Sur Twitter, Beck Hallstedt, qui a aussi contribué à Injustice 2 sur un contrat de courte durée, a réagi de manière plus virulente en déclarant que les pratiques "prédatrices" et "abusives" de NetherRealm doivent être mises en lumière de la même manière que Riot, Epic et Telltale l'ont été ces derniers mois. Selon elle, le studio d'Ed Boon se repose grandement sur des travailleurs "temporaires", engagés avec des contrats de très courte durée renouvelables au salaire minimum, ou presque, et à qui l'on promet sans cesse une situation plus stable "après le prochain contrat". Rebecca Rothschild, ancienne analyste QA sur Injustice 2 et Mortal Kombat X, a corroboré ces informations. Auprès de PC Gamer, elle mentionne également des semaines de 100 heures pouvant s'étaler sur plusieurs mois à l'approche des échéances importantes, et surtout, le faible salaire de ces nombreuses heures de travail payées 12 dollars de l'heure pour les hommes, 11 dollars pour les femmes. Dans l'état de l'Illinois, où se situe NetherRealm Studios (Chicago), le salaire minimum est de 8,25 dollars par heure.

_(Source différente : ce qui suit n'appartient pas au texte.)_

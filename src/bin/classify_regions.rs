use std::fs::File;
use std::io::{self, BufRead, BufReader, BufWriter, Write};
use std::path::PathBuf;
use std::time::Instant;

use anyhow::{Context, Result};
use clap::Parser;

use genic::cli;
use genic::config::AnnotationConfig;
use genic::genic::GenicRegionClassifier;
use genic::model::GeneModel;
use genic::span::GenomeSpan;

#[derive(Parser)]
#[command(
    name = "classify_regions",
    about = "Classify genomic regions into genic categories"
)]
struct Cli {
    /// Path to the JSON configuration file
    #[arg(short = 'c', long = "config")]
    config: PathBuf,

    /// File with one region per line (`chr1:100-200:+`); reads stdin when omitted
    #[arg(short = 'i', long = "in")]
    regions: Option<PathBuf>,

    /// Output TSV (defaults to stdout)
    #[arg(short = 'o', long = "out")]
    out: Option<PathBuf>,

    /// Treat each region as a spliced read alignment
    #[arg(long = "read-gap")]
    read_gap: bool,

    /// Only consider the gene with this id
    #[arg(short = 'g', long = "gene")]
    gene: Option<String>,
}

fn main() -> Result<()> {
    let start = Instant::now();
    let cli_args = Cli::parse();

    cli::banner("Classify Regions");

    // ── Configuration ────────────────────────────────────
    cli::section("Configuration");

    let config = AnnotationConfig::from_file(&cli_args.config)?;

    cli::kv("Config", &cli_args.config.display().to_string());
    cli::kv("GTF", &config.gtf.display().to_string());
    if let Some(gene) = &cli_args.gene {
        cli::kv("Gene", gene);
    }

    eprintln!();

    // ── Gene Model ───────────────────────────────────────
    cli::section("Gene Model");

    let model = GeneModel::from_path(&config.gtf, &config.load_options())
        .with_context(|| format!("failed to load GTF: {}", config.gtf.display()))?;

    cli::kv("Genes", &model.genes().len().to_string());
    cli::kv("Transcripts", &model.transcripts().len().to_string());
    cli::warn_each(model.skipped(), "skipped features");

    eprintln!();

    // ── Classification ───────────────────────────────────
    cli::section("Classification");

    let input: Box<dyn BufRead> = match &cli_args.regions {
        Some(path) => Box::new(BufReader::new(
            File::open(path)
                .with_context(|| format!("failed to open regions: {}", path.display()))?,
        )),
        None => Box::new(io::stdin().lock()),
    };
    let out: Box<dyn Write> = match &cli_args.out {
        Some(path) => Box::new(
            File::create(path)
                .with_context(|| format!("failed to create output: {}", path.display()))?,
        ),
        None => Box::new(io::stdout().lock()),
    };
    let mut out = BufWriter::new(out);

    let classifier = GenicRegionClassifier::new(&model);
    let gene = cli_args.gene.as_deref();
    let mut classified = 0usize;
    let mut rejected = Vec::new();

    writeln!(out, "region\tgenic_region")?;
    for (line_num, line) in input.lines().enumerate() {
        let line = line?;
        let text = line.trim();
        if text.is_empty() || text.starts_with('#') {
            continue;
        }
        let span: GenomeSpan = match text.parse() {
            Ok(span) => span,
            Err(e) => {
                rejected.push(format!("line {}: {e}", line_num + 1));
                continue;
            }
        };
        let region = if cli_args.read_gap {
            classifier.classify_read(true, &span, gene)
        } else {
            classifier.classify_region(&span, gene)
        };
        writeln!(out, "{text}\t{region}")?;
        classified += 1;
    }
    out.flush()?;

    cli::kv("Classified", &classified.to_string());
    cli::warn_each(&rejected, "rejected regions");
    if let Some(path) = &cli_args.out {
        cli::success(&format!("wrote {}", path.display()));
    }

    cli::print_summary(start);
    Ok(())
}
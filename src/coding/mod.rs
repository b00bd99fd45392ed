//! Coding sequence construction and variant consequence prediction.

pub mod consequence;
pub mod sequence;
pub mod variant;

pub use consequence::{Consequence, Impact};
pub use sequence::{CodingBase, CodingSequence};
pub use variant::{CodingVariant, SPLICE_WINDOW};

Nous étions des citoyens de "seconde classe". Un superviseur essayait de faire comprendre au service QA que nous étions chanceux pour cette rémunération supplémentaire. Cet argent, c'est bien, mais si je n'ai pas de vie et que je travaille à la mort, qu'est-ce que cela m'apporte de bien ? Rebecca Rothschild, employée de 2014 à 2016.
Lors de ma deuxième ou troisième semaine de travail, un nouvel employé "temporaire" s’est assis à côté de moi et était en train d'installer son poste de travail. La première chose qu’on a lui a dite était « prêt à mourir du crunch? » Beck Hallstedt, ex-employée.
Autre problème soulevé : selon Torres, ces semaines de 100 heures étaient loin d'être efficaces, du moins pour le service QA, la faute à une mauvaise organisation du management. Il n'était pas rare que les testeurs se retrouvent sans instructions, à passer des heures à ne rien faire. Longstreet est quant à lui catégorique : le crunch ne fonctionne pas.
La position de Warner Bros est que le crunch fonctionne parce que leurs jeux sont toujours rentables, donc c'est la bonne chose à faire. Le crunch ne fonctionne pas, les travailleurs n’en voient pas le profit, les bonus chez Warner Bros. Games sont limités à un petit pourcentage du salaire, et cela ruine des vies. James Longstreet.
Ces ex-employés décrivent également un environnement de travail toxique, où certains principes de vie commune sont bafoués : sexisme, bureaux bondés, harcèlement... Deux ex-employés ont tenté de dénoncer la situation auprès de la Commission américaine pour l’égalité des chances en matière d’emploi, en vain. D'après Beck Hallstedt, en acceptant ces pratiques, NetherRealm abuserait de sa position de seul studio AAA implanté dans la ville de Chicago, vers lequel tous les jeunes diplômés se tournent naturellement. L'ex-employée reste malgré tout optimiste quant à l'avenir :
Soutenez les travailleurs du jeu vidéo et soyez patients avec nous. Il va se passer beaucoup de choses au cours de la prochaine année dans l’industrie. Je le crois. Beck Hallstedt.
NetherRealm Studios et Warner Bros n'ont pour le moment pas commenté ces déclarations.